How Does Compound Work?

May 18, 2022

We’ve talked about “What is Compound” and now, we’ll investigate “How Does Compound Work”.

Unlike banks where interest rates are fixed, Compound interest works in a dynamic fashion. The Compound interest keeps changing depending on the balance of a particular liquidity pool. When the total amount of crypto in a liquidity pool is abundantly available, the annual interest is low for lending. However, for a smaller pool with a lesser balance, the Compound Annual Growth Rate is high.

Similarly, the interest rate for borrowing from a larger pool is less since there is sufficient money to borrow. On the contrary, the interest rate is higher when someone borrows from a small liquidity pool.

The principal amount is compounded daily so that your money witnesses exponential growth at an incredibly faster rate. In banks, your savings are locked in for long periods that can be as long as nine years. With the DeFi protocol’s daily compounding interest, you don’t need to wait so long.

In fact, the compounding period is as small as a few seconds. Although the interest rate is displayed for annual terms, Compounding periods are as low as one Ethereum block mine time.

The obvious advantage of such short Compounding periods is that you will be earning interest on a daily compounding basis. This means you don’t need to wait for monthly interests. With a floating interest rate, the returns on your initial investment will also be significantly higher. Overall, compounding interest on your starting amount will give you larger returns on your money.

There are two main contracts in Compound: cToken and Comptroller. Let’s start by exploring them.

The Comptroller

The Comptroller is the risk management layer of the Compound protocol; it determines how much collateral a user is required to maintain, and whether (and by how much) a user can be liquidated. Each time a user interacts with a cToken, the Comptroller is asked to approve or deny the transaction.

As you can understand from its name, The Comptroller is the controller of The Compound. It adds, removes, starts, pauses, etc. cTokens. It is the guardian, accounter, and manager of The Compound. It’s kinda Uniswap v2’s router + factory + some extra shit.

Also, it is upgradable. With the governance token, the community can upgrade the comptroller.

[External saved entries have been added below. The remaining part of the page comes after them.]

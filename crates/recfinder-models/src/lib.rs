//! Shared data models for recording retrieval.
//!
//! This crate provides Serde-serializable types for:
//! - Conversation identifiers
//! - Normalized recording records and the "not available" sentinel
//! - Recordings query bodies, intervals and result pages
//! - Export profiles (CSV header shapes)

pub mod conversation;
pub mod export_profile;
pub mod query;
pub mod recording;

// Re-export common types
pub use conversation::ConversationId;
pub use export_profile::ExportProfile;
pub use query::{
    parse_date, ConversationRef, IntervalError, QueryInterval, RecordingQuery, RecordingQueryPage,
    DEFAULT_PAGE_SIZE, DEFAULT_SORT_ORDER,
};
pub use recording::{RecordingRecord, NOT_AVAILABLE};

Some of the functions that the Comptroller has:

  • enterMarkets: In order to supply collateral or borrow in a market, it must be entered first. So with this function, you can enter any market you want. It takes an address list. This list contains the markets (cTokens) that you want to enter.
  • exitMarket: Exited markets will not count towards account liquidity calculations. It takes one address as a parameter.

cToken

In Compound if you have some cTokens (cAAVE, cDAI, etc.), that means you have some rights over Compound. Some of the underlying assets of cToken belong to you. You can get it whenever you want.

cTokens are represents the underlying assets. For example, cAAVE represents the AAVE. But they are not 1-1. All cTokens has exchange rate. It is equal to 0.02 at the beginning but it will increase buy time.

Let’s say you supply 1,000 DAI to the Compound protocol, when the exchange rate is 0.020070; you would receive 49,825.61 cDAI (1,000/0.020070).

A few months later, you decide it’s time to withdraw your DAI from the protocol; the exchange rate is now 0.021591:

  • Your 49,825.61 cDAI is now equal to 1,075.78 DAI (49,825.61 * 0.021591)
  • You could withdraw 1,075.78 DAI, which would redeem all 49,825.61 cDAI
  • Or, you could withdraw a portion, such as your original 1,000 DAI, which would redeem 46,315.59 cDAI (keeping 3,510.01 cDAI in your wallet)

Some of the functions that cTokens have:

  • mint: The mint function transfers an asset into the protocol, which begins accumulating interest based on the current supply rate for the asset. The user receives a quantity of cTokens equal to the underlying tokens supplied, divided by the current exchange rate.
  • redeem: The redeem function converts a specified quantity of cTokens into the underlying asset, and returns them to the user. The amount of underlying tokens received is equal to the quantity of cTokens redeemed, multiplied by the current exchange rate. The amount redeemed must be less than the user's account liquidity and the market's available liquidity.
  • borrow: The borrow function transfers an asset from the protocol to the user, and creates a borrow balance which begins accumulating interest based on the borrow rate for the asset. The amount borrowed must be less than the user's account liquidity and the market's available liquidity.
  • repay borrow: The repay function transfers an asset into the protocol, reducing the user's borrow balance.
  • liquidate borrow: A user who has negative account liquidity is subject to liquidation by other users of the protocol to return his/her account liquidity back to positive (i.e. above the collateral requirement). When a liquidation occurs, a liquidator may repay some or all of an outstanding borrow on behalf of a borrower and in return receive a discounted amount of collateral held by the borrower; this discount is defined as the liquidation incentive.